Das Gegenbild dazu findet man in der Erzählung über Elijas Gottesbegegnung auf dem Horeb, wo das Erdbeben zwar wie üblich zu den Begleiterscheinungen der Theophanie gehört, aber ausdrücklich betont wird, dass Gott nicht in den genannten furchterregenden Naturerscheinungen war (1 Kön 19,11f.). Erst nach einem „sanften, leisen Säuseln“ hört der Prophet die Stimme Gottes. Diese ungewöhnliche Aussage grenzt sich wahrscheinlich gegenüber dem Baalskult ab, in dem das Göttliche mit Naturerscheinungen identifiziert wurde. Elija erlebt Gott hier als Kontrast zu allem, was bis dahin als Ausdruck göttlicher Macht erlebt wurde. Ob sich hier ein sanfteres oder gar geistigeres Gottesverständnis ankündigt, ist in der alttestamentlichen Exegese freilich umstritten.

Gottes Ankunft in der Endzeit wird dagegen wieder von Erdbeben und anderen Naturphänomenen begleitet. Die sogenannte Jesajaapokalypse“ bietet eine eindrückliche Schilderung eines Erdbebens: „Die Schleusen hoch droben werden geöffnet, die Fundamente der Erde werden erschüttert. Die Erde birst und zerbirst, die Erde bricht und zerbricht, die Erde wankt und schwankt. Wie ein Betrunkener taumelt die Erde, sie schwankt wie eine wacklige Hütte“ (Jes 24,18ff.) Eine sehr anthropomorphe Gottesvorstellung begegnet in der Endzeitschilderung des Sacharjabuches, wo JHWH bei seiner Ankunft einem → Riesen gleich seine Füße auf den Ölberg stellt, sodass der Berg in der Mitte gespalten wird (Sach 14,4f.). In diesem Zusammenhang wird auf das große Erdbeben im 8. Jh. angespielt, auf das auch Amos Bezug nimmt. Bei Amos wie bei Sacharja ist das von Erdbeben begleitete Kommen Gottes mit der Gerichtsvorstellung verknüpft, wobei in Am 8,8 die Erderschütterungen explizit als Folge menschlicher Unrechtstaten bezeichnet werden.
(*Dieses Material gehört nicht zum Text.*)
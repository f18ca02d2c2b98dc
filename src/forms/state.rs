//! Per-form mutable state
//!
//! A [`FormState`] is owned by the page/handler displaying the form. It maps
//! field names to current values and to current validation errors, and is
//! discarded with the page. Values are mutated only through explicit setters
//! and the validation pass.

use std::collections::HashMap;

use crate::uploads::PendingImage;

use super::registry::FormRegistry;

/// Current value of one field
#[derive(Debug, Clone, Default)]
pub enum FieldValue {
    /// No value entered yet
    #[default]
    Empty,
    /// Textual value (all non-file controls)
    Text(String),
    /// Selected file list (file controls)
    Files(Vec<PendingImage>),
}

impl FieldValue {
    /// Textual content, if any
    #[must_use]
    pub fn as_text(&self) -> Option<&str> {
        match self {
            Self::Text(value) => Some(value),
            Self::Empty | Self::Files(_) => None,
        }
    }

    /// Whether the value counts as absent for required-checking
    #[must_use]
    pub fn is_blank(&self) -> bool {
        match self {
            Self::Empty => true,
            Self::Text(value) => value.is_empty(),
            Self::Files(files) => files.is_empty(),
        }
    }
}

/// Mutable values and validation errors for one active form instance
#[derive(Debug, Clone, Default)]
pub struct FormState {
    values: HashMap<String, FieldValue>,
    errors: HashMap<String, String>,
}

impl FormState {
    /// Empty state with no seeded values
    #[must_use]
    pub fn new() -> Self {
        Self::default()
    }

    /// State seeded from a registry's `default_value`s
    #[must_use]
    pub fn from_registry(registry: &FormRegistry) -> Self {
        let mut state = Self::new();
        for field in registry {
            if let Some(default) = field.default_value {
                state.set_text(field.name, default);
            }
        }
        state
    }

    /// Write a textual value
    pub fn set_text(&mut self, name: impl Into<String>, value: impl Into<String>) {
        self.values.insert(name.into(), FieldValue::Text(value.into()));
    }

    /// Write a selected file list
    pub fn set_files(&mut self, name: impl Into<String>, files: Vec<PendingImage>) {
        self.values.insert(name.into(), FieldValue::Files(files));
    }

    /// Current value of a field
    #[must_use]
    pub fn value_of(&self, name: &str) -> &FieldValue {
        static EMPTY: FieldValue = FieldValue::Empty;
        self.values.get(name).unwrap_or(&EMPTY)
    }

    /// Textual value of a field, empty by default
    #[must_use]
    pub fn text_of(&self, name: &str) -> &str {
        self.value_of(name).as_text().unwrap_or("")
    }

    /// First file of a field's selected file list, if any
    #[must_use]
    pub fn first_file(&self, name: &str) -> Option<&PendingImage> {
        match self.value_of(name) {
            FieldValue::Files(files) => files.first(),
            FieldValue::Empty | FieldValue::Text(_) => None,
        }
    }

    /// Existing remote image URL, used for file previews when editing
    #[must_use]
    pub fn image_url(&self) -> Option<&str> {
        let url = self.text_of("imageUrl");
        if url.is_empty() { None } else { Some(url) }
    }

    /// Record a validation error for a field
    pub fn set_error(&mut self, name: impl Into<String>, message: impl Into<String>) {
        self.errors.insert(name.into(), message.into());
    }

    /// Current validation error for a field, absent if valid
    #[must_use]
    pub fn error_of(&self, name: &str) -> Option<&str> {
        self.errors.get(name).map(String::as_str)
    }

    /// Whether any field currently has an error
    #[must_use]
    pub fn has_errors(&self) -> bool {
        !self.errors.is_empty()
    }

    /// Drop all recorded errors (start of a validation pass)
    pub fn clear_errors(&mut self) {
        self.errors.clear();
    }

    /// Iterate `(name, value)` pairs in arbitrary order
    pub fn values(&self) -> impl Iterator<Item = (&str, &FieldValue)> {
        self.values.iter().map(|(k, v)| (k.as_str(), v))
    }
}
Dahinter steht eine kosmische Gerechtigkeitsvorstellung, bei der in Gottes Schöpfung das menschliche Handeln und Naturerscheinungen in einem engen Zusammenhang stehen, sodass sich Unrecht fast zwangsläufig auch in Naturkatastrophen äußert. In Jes 5,25 dagegen ist es direkt JHWHs Einwirken, wenn er beim Gericht in seinem Zorn seine Hand gegen sein Volk ausstreckt, sodass die Berge erbeben und „die Leichen wie Kehricht auf den Gassen“ liegen.

4 Literatur

BÖKER, Robert (1967): Erdbeben, in: Der Kleine Pauly II, 350f.
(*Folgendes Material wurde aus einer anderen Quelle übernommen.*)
//! Upstream API client
//!
//! All persistent state lives behind an HTTP API. This module provides the
//! transport seam ([`Transport`]), the production reqwest implementation,
//! and [`ApiClient`], which attaches the stored bearer token to every
//! request and clears credentials on an unauthorized response. No request is
//! retried; every failure is terminal for the attempt.

pub mod credentials;
pub mod payload;

pub use credentials::{CredentialStore, AUTH_COOKIE, AUTH_STATE_COOKIE};
pub use payload::{FormPayload, PayloadPart};

use async_trait::async_trait;
use bytes::Bytes;
use http::{Method, StatusCode};
use serde::de::DeserializeOwned;
use serde::Deserialize;
use thiserror::Error;

/// Generic message when the upstream gives no usable error body
pub const GENERIC_ERROR: &str = "Something went wrong";

/// One request to the upstream API
#[derive(Debug)]
pub struct ApiRequest {
    /// HTTP method
    pub method: Method,
    /// Path relative to the configured base URL
    pub path: String,
    /// `Authorization` header value, when authenticated
    pub bearer: Option<String>,
    /// Request body
    pub body: RequestBody,
}

/// Body of an [`ApiRequest`]
#[derive(Debug)]
pub enum RequestBody {
    /// No body
    Empty,
    /// Multipart form data
    Multipart(FormPayload),
}

/// Raw upstream response
#[derive(Debug, Clone)]
pub struct RawResponse {
    /// Response status
    pub status: StatusCode,
    /// Response body bytes
    pub body: Bytes,
}

/// Transport-level failure (connection, DNS, timeout)
#[derive(Debug, Error)]
pub enum TransportError {
    /// Underlying HTTP client failure
    #[error("request failed: {0}")]
    Http(#[from] reqwest::Error),
}

/// Error surfaced to callers of [`ApiClient`]
#[derive(Debug, Error)]
pub enum ApiError {
    /// 401 from upstream; stored credentials have been cleared
    #[error("unauthorized")]
    Unauthorized,
    /// Non-2xx upstream response with its message
    #[error("{message}")]
    Upstream {
        /// Response status
        status: StatusCode,
        /// Server-supplied message or the generic fallback
        message: String,
    },
    /// Could not reach the upstream at all
    #[error(transparent)]
    Transport(#[from] TransportError),
    /// 2xx response body did not decode
    #[error("invalid response body: {0}")]
    Decode(#[from] serde_json::Error),
}

impl ApiError {
    /// One-shot notification text for this failure
    #[must_use]
    pub fn notification(&self) -> String {
        match self {
            Self::Upstream { message, .. } => message.clone(),
            Self::Unauthorized | Self::Transport(_) | Self::Decode(_) => {
                GENERIC_ERROR.to_string()
            }
        }
    }
}

/// Executes one upstream request
#[cfg_attr(test, mockall::automock)]
#[async_trait]
pub trait Transport: Send + Sync {
    /// Perform the request and return the raw response
    async fn execute(&self, request: ApiRequest) -> Result<RawResponse, TransportError>;
}

/// Production transport backed by reqwest
#[derive(Debug, Clone)]
pub struct ReqwestTransport {
    base_url: String,
    http: reqwest::Client,
}

impl ReqwestTransport {
    /// Transport against the given base URL (fixed at configuration time)
    #[must_use]
    pub fn new(base_url: impl Into<String>) -> Self {
        Self {
            base_url: base_url.into(),
            http: reqwest::Client::new(),
        }
    }
}

#[async_trait]
impl Transport for ReqwestTransport {
    async fn execute(&self, request: ApiRequest) -> Result<RawResponse, TransportError> {
        let url = format!(
            "{}/{}",
            self.base_url.trim_end_matches('/'),
            request.path.trim_start_matches('/')
        );

        let mut builder = self.http.request(request.method, &url);
        if let Some(bearer) = request.bearer {
            builder = builder.header(http::header::AUTHORIZATION, bearer);
        }
        builder = match request.body {
            RequestBody::Empty => builder,
            RequestBody::Multipart(payload) => builder.multipart(payload.into_multipart()),
        };

        let response = builder.send().await?;
        let status = response.status();
        let body = response.bytes().await?;
        Ok(RawResponse { status, body })
    }
}

#[derive(Debug, Deserialize)]
struct ErrorBody {
    message: Option<String>,
}

/// Client for the upstream commerce API
///
/// Cloning shares the credential store, so a 401 seen by any clone signs the
/// whole application out.
#[derive(Debug, Clone)]
pub struct ApiClient<T> {
    transport: T,
    credentials: CredentialStore,
}

impl<T: Transport> ApiClient<T> {
    /// Client over a transport and a credential store
    pub const fn new(transport: T, credentials: CredentialStore) -> Self {
        Self {
            transport,
            credentials,
        }
    }

    /// The shared credential store
    #[must_use]
    pub const fn credentials(&self) -> &CredentialStore {
        &self.credentials
    }

    /// POST a multipart payload; returns the raw 2xx response
    pub async fn post_multipart(
        &self,
        path: &str,
        payload: FormPayload,
    ) -> Result<RawResponse, ApiError> {
        let raw = self
            .transport
            .execute(ApiRequest {
                method: Method::POST,
                path: path.to_string(),
                bearer: self.credentials.bearer(),
                body: RequestBody::Multipart(payload),
            })
            .await?;
        self.check(path, raw)
    }

    /// GET a JSON resource
    pub async fn get_json<D: DeserializeOwned>(&self, path: &str) -> Result<D, ApiError> {
        let raw = self
            .transport
            .execute(ApiRequest {
                method: Method::GET,
                path: path.to_string(),
                bearer: self.credentials.bearer(),
                body: RequestBody::Empty,
            })
            .await?;
        let raw = self.check(path, raw)?;
        Ok(serde_json::from_slice(&raw.body)?)
    }

    fn check(&self, path: &str, raw: RawResponse) -> Result<RawResponse, ApiError> {
        if raw.status == StatusCode::UNAUTHORIZED {
            tracing::warn!(path, "unauthorized response, clearing credentials");
            self.credentials.clear();
            return Err(ApiError::Unauthorized);
        }
        if !raw.status.is_success() {
            let message = serde_json::from_slice::<ErrorBody>(&raw.body)
                .ok()
                .and_then(|body| body.message)
                .unwrap_or_else(|| GENERIC_ERROR.to_string());
            tracing::warn!(path, status = %raw.status, %message, "upstream error");
            return Err(ApiError::Upstream {
                status: raw.status,
                message,
            });
        }
        Ok(raw)
    }
}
DAHMEN, Ulrich (2011): Erdbeben, in: Das wissenschaftliche Bibellexikon im Internet: www.wibilex.de (Zugriffsdatum 10.3.2012).

JEREMIAS, Jörg (21977): Theophanie. Die Geschichte einer alttestamentlichen Gattung, Neukirchen-Vluyn.

MIGGELBRINK, Ralf (2002): Der zornige Gott. Die Bedeutung einer anstößigen biblischen Tradition, Darmstadt.